To polish the dialogue and improve the script, Hitchcock hired British authors Keith Waterhouse and Willis Hall, known for their screenplays for Whistle Down the Wind (1961), A Kind of Loving (1962), and Billy Liar (1963), the latter based on the novel by Waterhouse. They worked rewriting some dialogue, on a day-by-day basis, as the film was shot. However, their contribution was restricted by the director's resistance to change and concern for detail. His notes to them were like these: "Scene 88. We should eliminate the floor concierge. My information is that they do not have these in East Berlin;
Scene 127 C. I would like to discuss the place where the sausage is carved; On Scene 139, where we had someone describing the Julie Andrews character as beautiful... do you think beautiful is perhaps too much, and cannot we say lovely instead?"

Submitted to arbitration, the Writers Guild gave sole script credits to Brian Moore.

Casting
Hitchcock had to compromise in his casting choices. Initially, he wanted Eva Marie Saint, the blonde star of North by Northwest,  for the female lead. Hitchcock also spoke in 1965 to Cary Grant about appearing in the film, only to learn that Grant intended to make just one more film and then retire. 
Hitchcock had wanted English actress Samantha Eggar for the lead female role.
Universal Pictures executives insisted on famous stars being cast for the leads.  Paul Newman and Julie Andrews were imposed on Hitchcock by Lew Wasserman, the studio executive, rather than being his real choices. The director felt that the stars were ill-suited to their roles, while their salaries of $750,000 took a big part of the film's $5 million budget.
At the time Julie Andrews was Hollywood's biggest star after the back-to-back successes of her films Mary Poppins (1964)  and The Sound of Music (1965). As she was much in demand, Andrews was available for only a short period of time, and that meant the production of the film was rushed, although Hitchcock was not yet satisfied with the script.

Hitchcock surrounded Newman and Andrews with colorful supporting actors: Lila Kedrova, fresh from winning an Academy Award for Zorba the Greek,  as the eccentric and flamboyantly dressed Countess Kuczynska who helps Armstrong and Sherman in their escape in return for their sponsoring her to go to America; Tamara Toumanova as the haughty prima ballerina whose limelight Armstrong steals when he arrives in East Berlin; Ludwig Donath as the crotchety professor Lindt, eager  to cut the chat and get down to business; and Wolfgang Kieling as the sinister Hermann Gromek, the gum-chewing personal guide the East German authorities provide to shadow Armstrong's every move.

Filming
Hitchcock initially wanted to shoot the film entirely on location in the Eastern Bloc but could not because he refused to give East German officials a copy of his screen play. Moore later said that Hitchcock probably could have secured filming permits in East Germany, Czechoslovakia, and Poland if he had tried harder. Principal photography of the film began on 18 October 1965, on Stage 18 at the Universal back lot in Los Angeles. The shooting schedule lasted three months, including a two-week hiatus while Paul Newman recuperated from a chin infection. Filming was completed in mid-February 1966.
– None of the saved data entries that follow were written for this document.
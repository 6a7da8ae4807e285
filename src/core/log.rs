// Define a new module for logging initialization
use tracing::level_filters::LevelFilter;
use tracing_subscriber::{
    EnvFilter, filter::Targets, fmt, prelude::__tracing_subscriber_SubscriberExt,
    util::SubscriberInitExt,
};

/// Installs the global subscriber. Fallback warnings are only visible with
/// `--verbose` or an explicit `RUST_LOG`, the dashboard itself always shows
/// the provenance label.
pub fn init_logging(verbose: bool) {
    let (level_filter, level) = if verbose {
        (LevelFilter::DEBUG, "debug")
    } else {
        (LevelFilter::OFF, "off")
    };
    let app_filter = Targets::new().with_target("findash", level_filter);
    let env_filter = EnvFilter::try_from_default_env().unwrap_or_else(|_| EnvFilter::new(level));

    tracing_subscriber::registry()
        .with(fmt::layer().pretty().without_time())
        .with(app_filter)
        .with(env_filter)
        .init();
}
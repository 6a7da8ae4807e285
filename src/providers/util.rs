use crate::core::FetchError;
use std::time::Duration;
use tracing::debug;

pub const CLIENT_USER_AGENT: &str = "findash/0.1";

/// Builds an HTTP client with a hard timeout covering connect, send and body read.
pub fn http_client(timeout: Duration, user_agent: &str) -> Result<reqwest::Client, FetchError> {
    reqwest::Client::builder()
        .user_agent(user_agent)
        .timeout(timeout)
        .build()
        .map_err(|e| FetchError::Network(format!("Failed to build HTTP client: {e}")))
}

/// GETs `url` and returns the body text. Transport errors, timeouts and
/// non-success statuses all map to [`FetchError::Network`].
pub async fn get_text(client: &reqwest::Client, url: &str) -> Result<String, FetchError> {
    debug!("Requesting {}", url);
    let response = client
        .get(url)
        .send()
        .await
        .map_err(|e| FetchError::Network(format!("Request error: {e} for URL: {url}")))?;

    let status = response.status();
    if !status.is_success() {
        return Err(FetchError::Network(format!(
            "HTTP error: {status} for URL: {url}"
        )));
    }

    response
        .text()
        .await
        .map_err(|e| FetchError::Network(format!("Failed to read response body from {url}: {e}")))
}
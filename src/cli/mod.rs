pub mod dashboard;
pub mod setup;
pub mod ui;
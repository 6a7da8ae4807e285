use async_trait::async_trait;
use reqwest::Url;
use serde::Deserialize;
use std::collections::BTreeSet;
use std::time::Duration;
use tracing::{debug, instrument};

use crate::core::config::CoinGeckoProviderConfig;
use crate::core::series::resample_hourly;
use crate::core::{CryptoFetcher, FetchError, PriceSeries, SeriesMap};
use crate::providers::util::{CLIENT_USER_AGENT, get_text, http_client};

// CoinGeckoFetcher implementation for CryptoFetcher
pub struct CoinGeckoFetcher {
    base_url: String,
    vs_currency: String,
    timeout: Duration,
}

impl CoinGeckoFetcher {
    pub fn new(config: &CoinGeckoProviderConfig) -> Self {
        CoinGeckoFetcher {
            base_url: config.base_url.trim_end_matches('/').to_string(),
            vs_currency: config.vs_currency.clone(),
            timeout: Duration::from_secs(config.timeout_secs),
        }
    }

    /// Builds `{base}/api/v3/coins/{id}/market_chart` with the coin id as an
    /// encoded path segment and an encoded query string.
    fn market_chart_url(&self, coin_id: &str, window_days: u32) -> Result<Url, FetchError> {
        let invalid =
            || FetchError::Network(format!("Invalid CoinGecko base URL: {}", self.base_url));
        let mut url = Url::parse(&self.base_url).map_err(|_| invalid())?;
        url.path_segments_mut()
            .map_err(|_| invalid())?
            .pop_if_empty()
            .extend(["api", "v3", "coins", coin_id, "market_chart"]);
        url.query_pairs_mut()
            .append_pair("vs_currency", &self.vs_currency)
            .append_pair("days", &window_days.to_string());
        Ok(url)
    }

    #[instrument(
        name = "CoinGeckoFetch",
        skip(self, client),
        fields(coin = %coin_id)
    )]
    async fn fetch_coin(
        &self,
        client: &reqwest::Client,
        coin_id: &str,
        window_days: u32,
    ) -> Result<PriceSeries, FetchError> {
        let url = self.market_chart_url(coin_id, window_days)?;
        let text = get_text(client, url.as_str()).await?;

        let data: MarketChartResponse = serde_json::from_str(&text).map_err(|e| {
            FetchError::Malformed(format!("Failed to parse market chart for {coin_id}: {e}"))
        })?;

        if data.prices.is_empty() {
            return Err(FetchError::Empty(format!(
                "No price data found for coin: {coin_id}"
            )));
        }

        let raw: Vec<(i64, f64)> = data
            .prices
            .iter()
            .map(|&(ts_ms, price)| (ts_ms as i64, price))
            .collect();
        let series = resample_hourly(&raw)
            .map_err(|e| FetchError::Malformed(format!("Invalid price data for {coin_id}: {e}")))?;

        debug!(
            raw_points = raw.len(),
            hourly_points = series.len(),
            "Resampled market chart"
        );
        Ok(series)
    }
}

#[derive(Deserialize, Debug)]
struct MarketChartResponse {
    // [timestamp_ms, price] pairs
    prices: Vec<(f64, f64)>,
}

#[async_trait]
impl CryptoFetcher for CoinGeckoFetcher {
    async fn fetch(
        &self,
        coin_ids: &BTreeSet<String>,
        window_days: u32,
    ) -> Result<SeriesMap, FetchError> {
        if coin_ids.is_empty() {
            return Err(FetchError::Empty("No coin ids configured".to_string()));
        }

        let client = http_client(self.timeout, CLIENT_USER_AGENT)?;
        let mut result = SeriesMap::new();
        for coin_id in coin_ids {
            let series = self.fetch_coin(&client, coin_id, window_days).await?;
            result.insert(coin_id.clone(), series);
        }
        Ok(result)
    }
}

#[cfg(test)]
mod tests {
    use super::*;
    use wiremock::matchers::{method, path, query_param};
    use wiremock::{Mock, MockServer, ResponseTemplate};

    const HOUR_MS: i64 = 3_600_000;
    const BASE_MS: i64 = 1_760_000_400_000; // aligned to an hour

    async fn mount_chart(server: &MockServer, coin: &str, status: u16, body: &str) {
        Mock::given(method("GET"))
            .and(path(format!("/api/v3/coins/{coin}/market_chart")))
            .and(query_param("vs_currency", "usd"))
            .respond_with(ResponseTemplate::new(status).set_body_string(body))
            .mount(server)
            .await;
    }

    fn fetcher_for(server: &MockServer, timeout_secs: u64) -> CoinGeckoFetcher {
        CoinGeckoFetcher::new(&CoinGeckoProviderConfig {
            base_url: server.uri(),
            vs_currency: "usd".to_string(),
            timeout_secs,
        })
    }

    fn ids(list: &[&str]) -> BTreeSet<String> {
        list.iter().map(|s| s.to_string()).collect()
    }

    #[tokio::test]
    async fn test_successful_fetch_resamples_hourly() {
        let mock_server = MockServer::start().await;
        let body = format!(
            r#"{{"prices": [[{}, 100.0], [{}, 102.0], [{}, 110.0]],
                "market_caps": [], "total_volumes": []}}"#,
            BASE_MS + 1_000,
            BASE_MS + 2_000,
            BASE_MS + 2 * HOUR_MS + 500,
        );
        mount_chart(&mock_server, "bitcoin", 200, &body).await;

        let fetcher = fetcher_for(&mock_server, 5);
        let result = fetcher.fetch(&ids(&["bitcoin"]), 30).await.unwrap();

        let series = result.get("bitcoin").expect("bitcoin series");
        assert_eq!(series.prices(), vec![101.0, 101.0, 110.0]);
        assert_eq!(series.first().unwrap().timestamp.timestamp_millis(), BASE_MS);
    }

    #[tokio::test]
    async fn test_days_parameter_is_sent() {
        let mock_server = MockServer::start().await;
        Mock::given(method("GET"))
            .and(path("/api/v3/coins/bitcoin/market_chart"))
            .and(query_param("days", "7"))
            .respond_with(
                ResponseTemplate::new(200)
                    .set_body_string(format!(r#"{{"prices": [[{BASE_MS}, 1.0]]}}"#)),
            )
            .mount(&mock_server)
            .await;

        let fetcher = fetcher_for(&mock_server, 5);
        assert!(fetcher.fetch(&ids(&["bitcoin"]), 7).await.is_ok());
    }

    #[tokio::test]
    async fn test_coin_id_and_currency_are_encoded() {
        let mock_server = MockServer::start().await;
        Mock::given(method("GET"))
            .and(path("/api/v3/coins/bit%20coin%2Fx/market_chart"))
            .and(query_param("vs_currency", "usd&days=1"))
            .and(query_param("days", "30"))
            .respond_with(
                ResponseTemplate::new(200)
                    .set_body_string(format!(r#"{{"prices": [[{BASE_MS}, 1.0]]}}"#)),
            )
            .mount(&mock_server)
            .await;

        let fetcher = CoinGeckoFetcher::new(&CoinGeckoProviderConfig {
            base_url: mock_server.uri(),
            vs_currency: "usd&days=1".to_string(),
            timeout_secs: 5,
        });
        let result = fetcher.fetch(&ids(&["bit coin/x"]), 30).await.unwrap();
        assert_eq!(result["bit coin/x"].prices(), vec![1.0]);
    }

    #[tokio::test]
    async fn test_missing_prices_is_malformed() {
        let mock_server = MockServer::start().await;
        mount_chart(&mock_server, "bitcoin", 200, r#"{"error": "coin not found"}"#).await;

        let fetcher = fetcher_for(&mock_server, 5);
        let result = fetcher.fetch(&ids(&["bitcoin"]), 30).await;
        assert!(matches!(result, Err(FetchError::Malformed(_))));
    }

    #[tokio::test]
    async fn test_empty_prices_is_empty() {
        let mock_server = MockServer::start().await;
        mount_chart(&mock_server, "bitcoin", 200, r#"{"prices": []}"#).await;

        let fetcher = fetcher_for(&mock_server, 5);
        let result = fetcher.fetch(&ids(&["bitcoin"]), 30).await;
        assert_eq!(
            result,
            Err(FetchError::Empty(
                "No price data found for coin: bitcoin".to_string()
            ))
        );
    }

    #[tokio::test]
    async fn test_one_failing_coin_fails_batch() {
        let mock_server = MockServer::start().await;
        mount_chart(
            &mock_server,
            "bitcoin",
            200,
            &format!(r#"{{"prices": [[{BASE_MS}, 1.0]]}}"#),
        )
        .await;
        mount_chart(&mock_server, "ethereum", 429, "rate limited").await;

        let fetcher = fetcher_for(&mock_server, 5);
        let result = fetcher.fetch(&ids(&["bitcoin", "ethereum"]), 30).await;
        assert!(matches!(result, Err(FetchError::Network(_))));
    }

    #[tokio::test]
    async fn test_negative_price_is_malformed() {
        let mock_server = MockServer::start().await;
        mount_chart(
            &mock_server,
            "bitcoin",
            200,
            &format!(r#"{{"prices": [[{BASE_MS}, -5.0]]}}"#),
        )
        .await;

        let fetcher = fetcher_for(&mock_server, 5);
        let result = fetcher.fetch(&ids(&["bitcoin"]), 30).await;
        assert!(matches!(result, Err(FetchError::Malformed(_))));
    }

    #[tokio::test]
    async fn test_negative_price_averaged_with_valid_one_is_malformed() {
        let mock_server = MockServer::start().await;
        mount_chart(
            &mock_server,
            "bitcoin",
            200,
            &format!(
                r#"{{"prices": [[{BASE_MS}, -5.0], [{}, 20.0]]}}"#,
                BASE_MS + 1_000
            ),
        )
        .await;

        let fetcher = fetcher_for(&mock_server, 5);
        let result = fetcher.fetch(&ids(&["bitcoin"]), 30).await;
        assert!(matches!(result, Err(FetchError::Malformed(_))));
    }

    #[tokio::test]
    async fn test_no_coins_is_empty() {
        let mock_server = MockServer::start().await;
        let fetcher = fetcher_for(&mock_server, 5);
        let result = fetcher.fetch(&BTreeSet::new(), 30).await;
        assert!(matches!(result, Err(FetchError::Empty(_))));
    }

    #[tokio::test]
    async fn test_slow_api_times_out() {
        let mock_server = MockServer::start().await;
        Mock::given(method("GET"))
            .and(path("/api/v3/coins/bitcoin/market_chart"))
            .respond_with(
                ResponseTemplate::new(200)
                    .set_body_string(format!(r#"{{"prices": [[{BASE_MS}, 1.0]]}}"#))
                    .set_delay(Duration::from_secs(3)),
            )
            .mount(&mock_server)
            .await;

        let fetcher = fetcher_for(&mock_server, 1);
        let result = fetcher.fetch(&ids(&["bitcoin"]), 30).await;
        assert!(matches!(result, Err(FetchError::Network(_))));
    }
}
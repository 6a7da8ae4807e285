//! Price series and point-in-time snapshots

use crate::core::error::SeriesError;
use chrono::{DateTime, TimeZone, Utc};
use serde::Serialize;
use std::collections::BTreeMap;

const HOUR_MS: i64 = 60 * 60 * 1000;

// Ten years of hourly slots.
const MAX_RESAMPLE_HOURS: i64 = 24 * 366 * 10;

/// Instrument id to its latest scraped price.
pub type PriceSnapshot = BTreeMap<String, f64>;

/// Instrument id to its price history.
pub type SeriesMap = BTreeMap<String, PriceSeries>;

#[derive(Debug, Clone, Copy, PartialEq, Serialize)]
pub struct PricePoint {
    pub timestamp: DateTime<Utc>,
    pub price: f64,
}

/// Ordered price history for one instrument.
///
/// Timestamps are strictly increasing and prices are finite and non-negative.
/// Both are checked on construction and the series cannot be mutated afterwards.
#[derive(Debug, Clone, Default, PartialEq, Serialize)]
pub struct PriceSeries {
    points: Vec<PricePoint>,
}

impl PriceSeries {
    pub fn new(points: Vec<PricePoint>) -> Result<Self, SeriesError> {
        for (index, point) in points.iter().enumerate() {
            if !point.price.is_finite() || point.price < 0.0 {
                return Err(SeriesError::InvalidPrice {
                    index,
                    price: point.price,
                });
            }
            if index > 0 && point.timestamp <= points[index - 1].timestamp {
                return Err(SeriesError::NotIncreasing { index });
            }
        }
        Ok(Self { points })
    }

    pub fn points(&self) -> &[PricePoint] {
        &self.points
    }

    pub fn prices(&self) -> Vec<f64> {
        self.points.iter().map(|p| p.price).collect()
    }

    pub fn len(&self) -> usize {
        self.points.len()
    }

    pub fn is_empty(&self) -> bool {
        self.points.is_empty()
    }

    pub fn first(&self) -> Option<&PricePoint> {
        self.points.first()
    }

    pub fn last(&self) -> Option<&PricePoint> {
        self.points.last()
    }

    /// Percentage change from the first to the last observation.
    pub fn change_pct(&self) -> Option<f64> {
        let first = self.first()?.price;
        let last = self.last()?.price;
        if first > 0.0 {
            Some((last - first) / first * 100.0)
        } else {
            None
        }
    }
}

/// Aligns irregular `(timestamp_ms, price)` observations onto an hourly grid.
///
/// Observations are bucketed by the UTC hour they fall in and averaged. The grid
/// runs from the first to the last occupied hour and empty hours carry the
/// previous hour's value forward. Every raw price must be finite and
/// non-negative, before any averaging.
pub fn resample_hourly(raw: &[(i64, f64)]) -> Result<PriceSeries, SeriesError> {
    let mut buckets: BTreeMap<i64, (f64, usize)> = BTreeMap::new();
    for (index, &(ts_ms, price)) in raw.iter().enumerate() {
        if !price.is_finite() || price < 0.0 {
            return Err(SeriesError::InvalidPrice { index, price });
        }
        let entry = buckets.entry(ts_ms.div_euclid(HOUR_MS)).or_insert((0.0, 0));
        entry.0 += price;
        entry.1 += 1;
    }

    let (Some(&first), Some(&last)) = (buckets.keys().next(), buckets.keys().next_back()) else {
        return Ok(PriceSeries::default());
    };
    if last - first > MAX_RESAMPLE_HOURS {
        return Err(SeriesError::SpanTooLarge {
            hours: last - first,
        });
    }

    let mut points = Vec::with_capacity((last - first + 1) as usize);
    let mut carried = 0.0;
    for hour in first..=last {
        if let Some((sum, count)) = buckets.get(&hour) {
            carried = sum / *count as f64;
        }
        let millis = hour * HOUR_MS;
        let timestamp = Utc
            .timestamp_millis_opt(millis)
            .single()
            .ok_or(SeriesError::InvalidTimestamp { millis })?;
        points.push(PricePoint {
            timestamp,
            price: carried,
        });
    }

    PriceSeries::new(points)
}
use anyhow::{Context, Result};
use directories::ProjectDirs;
use serde::{Deserialize, Serialize};
use std::collections::BTreeSet;
use std::time::Duration;
use std::{fs, path::PathBuf};
use tracing::{debug, info};

pub const DEFAULT_VN30_URL: &str = "https://s.cafef.vn/thi-truong-chung-khoan/vn30.chn";
pub const DEFAULT_USER_AGENT: &str = "Mozilla/5.0 (Windows NT 10.0; Win64; x64) AppleWebKit/537.36 (KHTML, like Gecko) Chrome/124.0 Safari/537.36";

#[derive(Debug, Deserialize, Serialize, Clone, PartialEq)]
#[serde(default)]
pub struct CoinGeckoProviderConfig {
    pub base_url: String,
    pub vs_currency: String,
    pub timeout_secs: u64,
}

impl Default for CoinGeckoProviderConfig {
    fn default() -> Self {
        CoinGeckoProviderConfig {
            base_url: "https://api.coingecko.com".to_string(),
            vs_currency: "usd".to_string(),
            timeout_secs: 10,
        }
    }
}

#[derive(Debug, Deserialize, Serialize, Clone, PartialEq, Default)]
#[serde(default)]
pub struct ProvidersConfig {
    pub coingecko: CoinGeckoProviderConfig,
}

#[derive(Debug, Deserialize, Serialize, Clone, PartialEq)]
#[serde(default)]
pub struct ScraperConfig {
    pub timeout_secs: u64,
    pub user_agent: String,
}

impl Default for ScraperConfig {
    fn default() -> Self {
        ScraperConfig {
            timeout_secs: 10,
            user_agent: DEFAULT_USER_AGENT.to_string(),
        }
    }
}

#[derive(Debug, Deserialize, Serialize, Clone, PartialEq, Default)]
#[serde(default)]
pub struct SampleConfig {
    /// Sample directory override. When unset, samples live in the per-user
    /// data directory and the bundled crypto sample is installed there.
    pub dir: Option<PathBuf>,
    /// Seed for synthesizing missing equity samples; random when unset.
    pub seed: Option<u64>,
}

#[derive(Debug, Deserialize, Serialize, Clone, PartialEq)]
#[serde(default)]
pub struct AppConfig {
    pub crypto: Vec<String>,
    pub vn30_url: String,
    pub window_days: u32,
    pub providers: ProvidersConfig,
    pub scraper: ScraperConfig,
    pub sample: SampleConfig,
    pub cache_ttl_secs: u64,
}

impl Default for AppConfig {
    fn default() -> Self {
        AppConfig {
            crypto: vec!["bitcoin".to_string(), "ethereum".to_string()],
            vn30_url: DEFAULT_VN30_URL.to_string(),
            window_days: 30,
            providers: ProvidersConfig::default(),
            scraper: ScraperConfig::default(),
            sample: SampleConfig::default(),
            cache_ttl_secs: 60,
        }
    }
}

impl AppConfig {
    pub fn load() -> Result<Self> {
        debug!("Loading default config");
        let config_path = Self::default_config_path()?;
        Self::load_from_path(&config_path)
    }

    pub fn default_config_path() -> Result<PathBuf> {
        let proj_dirs = ProjectDirs::from("vn", "findash", "findash")
            .context("Could not determine project directories")?;
        Ok(proj_dirs.config_dir().join("config.yaml"))
    }

    pub fn default_sample_dir() -> Result<PathBuf> {
        let proj_dirs = ProjectDirs::from("vn", "findash", "findash")
            .context("Could not determine project directories")?;
        Ok(proj_dirs.data_dir().join("samples"))
    }

    /// Reads the config at `path`, falling back to the built-in defaults when
    /// the file does not exist. A file that exists but cannot be read or
    /// parsed is an error.
    pub fn load_from_path<P: AsRef<std::path::Path>>(path: P) -> Result<Self> {
        let path = path.as_ref();
        if !path.exists() {
            info!(
                "No config file at {}, using built-in defaults",
                path.display()
            );
            return Ok(Self::default());
        }

        let config_str = fs::read_to_string(path)
            .with_context(|| format!("Failed to read config file: {}", path.display()))?;

        let config: Self = serde_yaml::from_str(&config_str)
            .with_context(|| format!("Failed to parse config file: {}", path.display()))?;
        debug!("Successfully loaded config");
        Ok(config)
    }

    /// Configured coin ids, deduplicated.
    pub fn coin_ids(&self) -> BTreeSet<String> {
        self.crypto.iter().cloned().collect()
    }

    pub fn cache_ttl(&self) -> Duration {
        Duration::from_secs(self.cache_ttl_secs)
    }
}

#[cfg(test)]
mod tests {
    use super::*;

    #[test]
    fn test_config_deserialization() {
        let yaml_str = r#"
crypto:
  - bitcoin
  - solana
vn30_url: "http://example.com/vn30"
window_days: 7
providers:
  coingecko:
    base_url: "http://example.com/cg"
    timeout_secs: 3
scraper:
  timeout_secs: 5
sample:
  dir: "/tmp/samples"
  seed: 42
cache_ttl_secs: 0
"#;

        let config: AppConfig = serde_yaml::from_str(yaml_str).expect("Failed to deserialize");
        assert_eq!(config.crypto, vec!["bitcoin", "solana"]);
        assert_eq!(config.vn30_url, "http://example.com/vn30");
        assert_eq!(config.window_days, 7);
        assert_eq!(config.providers.coingecko.base_url, "http://example.com/cg");
        // Unspecified nested keys keep their defaults
        assert_eq!(config.providers.coingecko.vs_currency, "usd");
        assert_eq!(config.providers.coingecko.timeout_secs, 3);
        assert_eq!(config.scraper.timeout_secs, 5);
        assert_eq!(config.scraper.user_agent, DEFAULT_USER_AGENT);
        assert_eq!(config.sample.dir, Some(PathBuf::from("/tmp/samples")));
        assert_eq!(config.sample.seed, Some(42));
        assert_eq!(config.cache_ttl(), Duration::ZERO);
    }

    #[test]
    fn test_partial_config_uses_defaults() {
        let config: AppConfig =
            serde_yaml::from_str("vn30_url: \"http://example.com/x\"").unwrap();
        assert_eq!(config.crypto, vec!["bitcoin", "ethereum"]);
        assert_eq!(config.window_days, 30);
        assert_eq!(config.providers.coingecko.timeout_secs, 10);
        assert!(config.sample.dir.is_none());
        assert!(config.sample.seed.is_none());
    }

    #[test]
    fn test_default_sample_dir_is_absolute() {
        // Independent of the working directory the binary is started from
        let dir = AppConfig::default_sample_dir().unwrap();
        assert!(dir.is_absolute());
        assert!(dir.ends_with("samples"));
    }

    #[test]
    fn test_missing_file_yields_defaults() {
        let dir = tempfile::tempdir().unwrap();
        let config = AppConfig::load_from_path(dir.path().join("absent.yaml")).unwrap();
        assert_eq!(config, AppConfig::default());
    }

    #[test]
    fn test_invalid_file_is_an_error() {
        let file = tempfile::NamedTempFile::new().unwrap();
        fs::write(file.path(), "crypto: [unterminated").unwrap();
        let result = AppConfig::load_from_path(file.path());
        assert!(result.is_err());
        assert!(
            result
                .unwrap_err()
                .to_string()
                .contains("Failed to parse config file")
        );
    }

    #[test]
    fn test_coin_ids_are_deduplicated() {
        let config = AppConfig {
            crypto: vec![
                "bitcoin".to_string(),
                "bitcoin".to_string(),
                "ethereum".to_string(),
            ],
            ..AppConfig::default()
        };
        assert_eq!(config.coin_ids().len(), 2);
    }
}
pub mod caching;
pub mod coingecko;
pub mod util;
pub mod vn30;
Although unexcited about his leading actress, Hitchcock was always very polite with Julie Andrews. About her experience making the film Andrews commented: "I did not have to act in Torn Curtain. I merely went along for the ride. I don't feel that  the part demanded much of me, other than to look glamorous, which Mr Hitchcock can always arrange better than anyone. I did have reservations about this film, but I wasn't agonized by it. The kick of it was working for Hitchcock. That's what I did it for, and that's what I got out of it."

The working relationship between Hitchcock and Newman was problematic. Newman came from a different generation of actors from the likes of Cary Grant and James Stewart. He questioned Hitchcock about the script and the characterization throughout filming. Hitchcock later said he found Newman's manner and approach unacceptable and disrespectful. Newman insisted that he meant no disrespect toward Hitchcock, and once said, "I think Hitch and I could have really hit it off, but the script kept getting in the way." When Newman, a Method actor, consulted Hitchcock about his character's motivations, the director replied: "motivation is your salary." Furthermore, as Hitchcock discovered, the expected onscreen chemistry between Newman and Andrews failed to materialize.

Unsatisfied with the actors cast in the leads, Hitchcock shifted the point of view of the plot from the defecting scientist's wife to the American amateur spy and he centered his attention in the colorful international actors who played supporting roles in the film. Lila Kedrova was Hitchcock's favorite among the cast; he ate lunch with her several times during filming and invited her home for dinners with his wife. Although the length of the film was shortened in post-production, Hitchcock left intact Countess Kuczynska's scenes in the final film.

The film's climax in a theater was filmed on Sound Stage 28 at Universal Studios. Stage 28 was also used in the 1925 and 1943 versions of The Phantom of the Opera with Lon Chaney, Sr., 41 years earlier. The set was demolished in 2014.

Perhaps the best-known scene is the fight to the death between Armstrong and Gromek, a gruesome, prolonged struggle. In conversation with François Truffaut, Hitchcock said that he included the scene to show the audience how difficult it can be to kill a man, because a number of spy thrillers at the time made killing look effortless.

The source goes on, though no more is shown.